So, for cryin' out loud, pick the ONE thing that's more important to you! Is it more important to you to have a tax exempt status? Or is it more important to you to be able to use your church to pontificate on political issues? And then CHOOSE that one instead of trying to have your cake and eat it too.


This weekend, hundreds of pastors, including some of the nation’s evangelical leaders, will climb into their pulpits to preach about American politics, flouting a decades-old law that prohibits tax-exempt churches and other charities from campaigning on election issues.

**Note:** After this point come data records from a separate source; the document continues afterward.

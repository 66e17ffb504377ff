use std::sync::{mpsc, Arc};

use glam::Vec2;
use zombie_house_core::{
    AgentId, AgentSignal, AgentState, CellCoord, Decision, DecisionKind, EngineConfig, Heading,
    Strike, Tier, TierSettings, Track, TrackAction, TrackFrame, WalkStyle,
};
use zombie_house_system_behavior::{Agent, Horde};
use zombie_house_system_decision::{DecisionScheduler, DecisionWorker, TargetBeacon};
use zombie_house_world::{GridCollider, LevelLayout, NavigationGraph};

const CORRIDOR: &str = "
    ##############################################
    #............................................#
    ##############################################
";

#[test]
fn agent_beyond_the_smell_threshold_keeps_wandering() {
    let level = Level::new(CORRIDOR);
    let mut horde = Horde::new(stationary_config(20));
    let id = horde.spawn(Tier::Regular, level.centre(21, 1), 0.0);

    level.step(&mut horde, Some(level.centre(1, 1)));

    let agent = horde.agent(id).expect("agent exists");
    assert_eq!(agent.path_length(), 21);
    assert_eq!(agent.state(), AgentState::Wander);
    assert!(!agent.flags().needs_new_heading);
}

#[test]
fn agent_at_the_smell_threshold_starts_pursuing() {
    let level = Level::new(CORRIDOR);
    let mut horde = Horde::new(stationary_config(20));
    let id = horde.spawn(Tier::Regular, level.centre(20, 1), 0.0);

    level.step(&mut horde, Some(level.centre(1, 1)));

    let agent = horde.agent(id).expect("agent exists");
    assert_eq!(agent.path_length(), 20);
    assert_eq!(agent.state(), AgentState::Pursue);
    assert!(agent.flags().needs_new_heading);
    assert!(agent.board().snapshot().needs_new_heading);
}

#[test]
fn pursuer_reverts_to_wander_when_the_target_slips_away() {
    let level = Level::new(CORRIDOR);
    let mut horde = Horde::new(stationary_config(20));
    let id = horde.spawn(Tier::Regular, level.centre(10, 1), 0.0);

    level.step(&mut horde, Some(level.centre(1, 1)));
    assert_eq!(state_of(&horde, id), AgentState::Pursue);

    level.step(&mut horde, Some(level.centre(44, 1)));
    assert_eq!(state_of(&horde, id), AgentState::Wander);
    assert_eq!(
        horde.agent(id).map(Agent::path_length),
        Some(zombie_house_core::UNREACHABLE_PATH_LENGTH)
    );
}

#[test]
fn hit_stuns_for_the_configured_duration() {
    let level = Level::new(CORRIDOR);
    let config = EngineConfig {
        stun_ticks: 40,
        ..stationary_config(15)
    };
    let mut horde = Horde::new(config);
    let id = horde.spawn(Tier::Regular, level.centre(30, 1), 0.0);

    assert!(horde.damage(id));
    let agent = horde.agent(id).expect("agent exists");
    assert_eq!(agent.health(), 2);
    assert_eq!(agent.state(), AgentState::Stunned);
    assert_eq!(horde.drain_signals(), vec![(id, AgentSignal::Damaged)]);

    for _ in 0..39 {
        level.step(&mut horde, None);
    }
    assert_eq!(state_of(&horde, id), AgentState::Stunned);

    level.step(&mut horde, None);
    let agent = horde.agent(id).expect("agent exists");
    assert!(!agent.flags().stunned);
    assert_eq!(agent.state(), AgentState::Wander);
    assert_eq!(agent.health(), 2);
}

#[test]
fn stunned_agents_do_not_move() {
    let level = Level::new(CORRIDOR);
    let mut horde = Horde::new(EngineConfig::default());
    let start = level.centre(30, 1);
    let id = horde.spawn(Tier::Regular, start, 0.0);

    assert!(horde.damage(id));
    for _ in 0..10 {
        level.step(&mut horde, None);
    }
    assert_eq!(horde.agent(id).map(Agent::position), Some(start));
}

#[test]
fn third_hit_kills_and_removes_the_agent_from_scheduling() {
    let level = Level::new(CORRIDOR);
    let mut horde = Horde::new(stationary_config(15));
    let id = horde.spawn(Tier::Regular, level.centre(3, 1), 0.0);

    for _ in 0..3 {
        assert!(horde.damage(id));
    }
    assert!(!horde.damage(id), "dead agents take no further damage");

    let agent = horde.agent(id).expect("agent exists");
    assert_eq!(agent.state(), AgentState::Dead);
    assert_eq!(agent.health(), 0);
    assert_eq!(
        horde.drain_signals(),
        vec![
            (id, AgentSignal::Damaged),
            (id, AgentSignal::Damaged),
            (id, AgentSignal::Damaged),
            (id, AgentSignal::Died),
        ]
    );

    level.step(&mut horde, Some(level.centre(1, 1)));
    let agent = horde.agent(id).expect("agent exists");
    assert_eq!(agent.state(), AgentState::Dead);
    assert!(agent.board().snapshot().dead);

    let (outbox, inbox) = mpsc::channel();
    let worker = DecisionWorker::new(
        Tier::Regular,
        horde.boards(),
        Arc::clone(&level.graph),
        Arc::new(TargetBeacon::new(Some(CellCoord::new(1, 1)))),
        3,
        outbox,
    );
    let mut scheduler = DecisionScheduler::manual(vec![worker]);
    assert_eq!(scheduler.tick_all().expect("manual tick"), 0);
    assert!(inbox.try_recv().is_err());
}

#[test]
fn strike_hits_agents_inside_the_cone_only() {
    let mut horde = Horde::new(stationary_config(15));
    let ahead = horde.spawn(Tier::Regular, Vec2::new(10.8, 1.5), 0.0);
    let behind = horde.spawn(Tier::Regular, Vec2::new(9.2, 1.5), 0.0);
    let far = horde.spawn(Tier::Regular, Vec2::new(12.5, 1.5), 0.0);

    let hits = horde.strike(Strike {
        origin: Vec2::new(10.0, 1.5),
        facing_degrees: 0.0,
    });

    assert_eq!(hits, 1);
    assert_eq!(horde.agent(ahead).map(Agent::health), Some(2));
    assert_eq!(horde.agent(behind).map(Agent::health), Some(3));
    assert_eq!(horde.agent(far).map(Agent::health), Some(3));
}

#[test]
fn collision_reverses_heading_and_waits_for_resolution() {
    let level = Level::new(CORRIDOR);
    let mut horde = Horde::new(EngineConfig::default());
    let id = horde.spawn(Tier::Regular, Vec2::new(44.85, 1.5), 0.0);

    level.step(&mut horde, None);
    let agent = horde.agent(id).expect("agent exists");
    assert_eq!(agent.angle(), 180.0);
    assert!(agent.flags().collision_detected && agent.flags().angle_adjusted);
    assert!(agent.position().x <= 44.8 + 1e-4);
    let parked = agent.position();

    level.step(&mut horde, None);
    assert_eq!(horde.agent(id).map(Agent::position), Some(parked));

    let applied = horde.apply_decisions([Decision {
        agent: id,
        kind: DecisionKind::ResolveCollision { angle: 180.0 },
    }]);
    assert_eq!(applied, 1);
    let agent = horde.agent(id).expect("agent exists");
    assert!(!agent.flags().collision_detected && !agent.flags().angle_adjusted);

    level.step(&mut horde, None);
    assert!(horde.agent(id).map(Agent::position).expect("agent exists").x < parked.x);
}

#[test]
fn pursuit_decision_steers_the_agent() {
    let level = Level::new(CORRIDOR);
    let mut horde = Horde::new(stationary_config(20));
    let id = horde.spawn(Tier::Regular, level.centre(10, 1), 90.0);
    level.step(&mut horde, Some(level.centre(1, 1)));

    let applied = horde.apply_decisions([Decision {
        agent: id,
        kind: DecisionKind::Pursue {
            heading: Heading::West,
            path_length: 10,
        },
    }]);
    assert_eq!(applied, 1);
    let agent = horde.agent(id).expect("agent exists");
    assert_eq!(agent.angle(), 180.0);
    assert!(!agent.flags().needs_new_heading);

    let applied = horde.apply_decisions([Decision {
        agent: id,
        kind: DecisionKind::Wander { angle: 33.0 },
    }]);
    assert_eq!(applied, 0, "wander decisions do not override pursuit");
}

#[test]
fn pursuer_turns_around_when_the_target_crosses_over() {
    let level = Level::new(CORRIDOR);
    let mut horde = Horde::new(stationary_config(20));
    let id = horde.spawn(Tier::Regular, level.centre(10, 1), 90.0);
    let beacon = Arc::new(TargetBeacon::default());
    let (outbox, inbox) = mpsc::channel();
    let worker = DecisionWorker::new(
        Tier::Regular,
        horde.boards(),
        Arc::clone(&level.graph),
        Arc::clone(&beacon),
        5,
        outbox,
    );
    let mut scheduler = DecisionScheduler::manual(vec![worker]);

    let mut round = |horde: &mut Horde, target: CellCoord| {
        beacon.publish(Some(target));
        level.step(horde, Some(level.centre(target.column(), target.row())));
        let _ = scheduler.tick_all().expect("manual tick");
        let _ = horde.apply_decisions(inbox.try_iter());
    };

    round(&mut horde, CellCoord::new(5, 1));
    assert_eq!(state_of(&horde, id), AgentState::Pursue);
    assert_eq!(horde.agent(id).map(Agent::angle), Some(180.0));

    round(&mut horde, CellCoord::new(15, 1));
    let agent = horde.agent(id).expect("agent exists");
    assert_eq!(agent.state(), AgentState::Pursue);
    assert_eq!(agent.angle(), 0.0);
    assert!(!agent.flags().needs_new_heading);

    round(&mut horde, CellCoord::new(15, 1));
    assert_eq!(horde.agent(id).map(Agent::angle), Some(0.0));
}

#[test]
fn walk_style_follows_the_line_walk_chance() {
    let level = Level::new(CORRIDOR);
    let mut lines = Horde::new(EngineConfig {
        line_walk_chance: 1.0,
        ..stationary_config(15)
    });
    let mut randoms = Horde::new(EngineConfig {
        line_walk_chance: 0.0,
        ..stationary_config(15)
    });
    for column in 30..34 {
        let _ = lines.spawn(Tier::Regular, level.centre(column, 1), 0.0);
        let _ = randoms.spawn(Tier::Master, level.centre(column, 1), 0.0);
    }

    assert!(lines.agents().iter().all(|agent| agent.walk_style() == WalkStyle::Line));
    assert!(randoms
        .boards()
        .iter()
        .all(|board| board.walk_style() == WalkStyle::Random));
}

#[test]
fn line_walkers_keep_their_heading_between_collisions() {
    let level = Level::new(CORRIDOR);
    let mut horde = Horde::new(stationary_config(15));
    let walker = horde.spawn_walking(Tier::Regular, WalkStyle::Line, level.centre(30, 1), 0.0);
    let roamer = horde.spawn_walking(Tier::Regular, WalkStyle::Random, level.centre(34, 1), 0.0);
    level.step(&mut horde, None);

    let (outbox, inbox) = mpsc::channel();
    let worker = DecisionWorker::new(
        Tier::Regular,
        horde.boards(),
        Arc::clone(&level.graph),
        Arc::new(TargetBeacon::default()),
        9,
        outbox,
    );
    let mut scheduler = DecisionScheduler::manual(vec![worker]);
    let mut previous = 0.0;
    for _ in 0..5 {
        assert_eq!(scheduler.tick_all().expect("manual tick"), 1);
        let _ = horde.apply_decisions(inbox.try_iter());

        let angle = horde.agent(roamer).map(Agent::angle).expect("roamer exists");
        assert_ne!(angle, previous);
        previous = angle;
        assert_eq!(horde.agent(walker).map(Agent::angle), Some(0.0));
    }
}

#[test]
fn regular_pursuit_alerts_the_master() {
    let level = Level::new(CORRIDOR);
    let mut horde = Horde::new(stationary_config(15));
    let regular = horde.spawn(Tier::Regular, level.centre(5, 1), 0.0);
    let master = horde.spawn(Tier::Master, level.centre(44, 1), 0.0);
    let target = Some(level.centre(1, 1));

    level.step(&mut horde, target);
    assert_eq!(state_of(&horde, regular), AgentState::Pursue);
    assert_eq!(state_of(&horde, master), AgentState::Wander);
    assert!(horde.master_alerted());

    level.step(&mut horde, target);
    assert_eq!(state_of(&horde, master), AgentState::Pursue);
    assert_eq!(horde.agent(master).map(Agent::path_length), Some(44));

    assert!(horde.damage(regular) && horde.damage(regular) && horde.damage(regular));
    level.step(&mut horde, target);
    assert!(horde.master_alerted(), "the alert latches for the level");
    assert_eq!(state_of(&horde, master), AgentState::Pursue);
}

#[test]
fn bite_fires_once_per_contact() {
    let level = Level::new(CORRIDOR);
    let mut horde = Horde::new(stationary_config(15));
    let id = horde.spawn(Tier::Regular, level.centre(5, 1), 0.0);
    let near = Some(Vec2::new(5.9, 1.5));

    level.step(&mut horde, near);
    level.step(&mut horde, near);
    assert_eq!(horde.drain_signals(), vec![(id, AgentSignal::Bit)]);

    level.step(&mut horde, Some(level.centre(9, 1)));
    level.step(&mut horde, near);
    assert_eq!(horde.drain_signals(), vec![(id, AgentSignal::Bit)]);
}

#[test]
fn clones_replay_their_track_and_are_never_scheduled() {
    let level = Level::new(CORRIDOR);
    let mut horde = Horde::new(EngineConfig::default());
    let frames = vec![
        frame(2.5, 0.0, TrackAction::None),
        frame(2.6, 0.0, TrackAction::LoseHealth),
        frame(2.7, 90.0, TrackAction::Die),
    ];
    let id = horde.spawn_clone(Track::new(frames));
    assert!(horde.boards().is_empty());

    level.step(&mut horde, None);
    assert_eq!(
        horde.agent(id).map(Agent::position),
        Some(Vec2::new(2.5, 1.5))
    );
    level.step(&mut horde, None);
    level.step(&mut horde, None);

    let agent = horde.agent(id).expect("clone exists");
    assert_eq!(agent.position(), Vec2::new(2.7, 1.5));
    assert_eq!(agent.angle(), 90.0);
    assert_eq!(agent.state(), AgentState::Dead);
    assert_eq!(
        horde.drain_signals(),
        vec![(id, AgentSignal::Damaged), (id, AgentSignal::Died)]
    );

    assert!(!horde.damage(id));
    let decisions = horde.apply_decisions([Decision {
        agent: id,
        kind: DecisionKind::Wander { angle: 10.0 },
    }]);
    assert_eq!(decisions, 0);
}

#[test]
fn views_expose_state_for_rendering() {
    let level = Level::new(CORRIDOR);
    let mut horde = Horde::new(stationary_config(20));
    let id = horde.spawn(Tier::Master, level.centre(4, 1), 270.0);
    level.step(&mut horde, Some(level.centre(1, 1)));

    let views = horde.views();
    assert_eq!(views.len(), 1);
    assert_eq!(views[0].id, id);
    assert_eq!(views[0].tier, Tier::Master);
    assert_eq!(views[0].state, AgentState::Pursue);
    assert!(!views[0].dead);
    assert_eq!(views[0].angle, 270.0);
}

fn frame(column: f32, angle: f32, action: TrackAction) -> TrackFrame {
    TrackFrame {
        position: Vec2::new(column, 1.5),
        angle,
        action,
    }
}

fn state_of(horde: &Horde, id: AgentId) -> AgentState {
    horde.agent(id).expect("agent exists").state()
}

fn stationary_config(smell_threshold: u32) -> EngineConfig {
    let still = TierSettings {
        speed: 0.0,
        decision_period_ms: Some(500),
    };
    EngineConfig {
        smell_threshold,
        regular: still,
        master: still,
        ..EngineConfig::default()
    }
}

struct Level {
    graph: Arc<NavigationGraph>,
}

impl Level {
    fn new(source: &str) -> Self {
        let grid = LevelLayout::parse(source)
            .expect("layout parses")
            .into_grid();
        Self {
            graph: Arc::new(NavigationGraph::build(grid)),
        }
    }

    fn centre(&self, column: u32, row: u32) -> Vec2 {
        self.graph.grid().center_of(CellCoord::new(column, row))
    }

    fn step(&self, horde: &mut Horde, target: Option<Vec2>) {
        let collider = GridCollider::new(self.graph.grid(), 0.5);
        horde.step(&self.graph, target, &collider);
    }
}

The sermons, on what is called Pulpit Freedom Sunday, essentially represent a form of biblical bait, an effort by some churches to goad the Internal Revenue Service into court battles over the divide between religion and politics.

The Alliance Defense Fund, a nonprofit legal defense group whose founders include James Dobson, the founder of Focus on the Family, sponsors the annual event, which started with 33 pastors in 2008. This year, Glenn Beck has been promoting it, calling for 1,000 religious leaders to sign on and generating additional interest at the beginning of a presidential election cycle.

“There should be no government intrusion in the pulpit,” said the Rev. James Garlow, senior pastor at Skyline Church in La Mesa, Calif., who led preachers in the battle to pass California’s Proposition 8, which banned same-sex marriage. “The freedom of speech and the freedom of religion promised under the First Amendment means pastors have full authority to say what they want to say.”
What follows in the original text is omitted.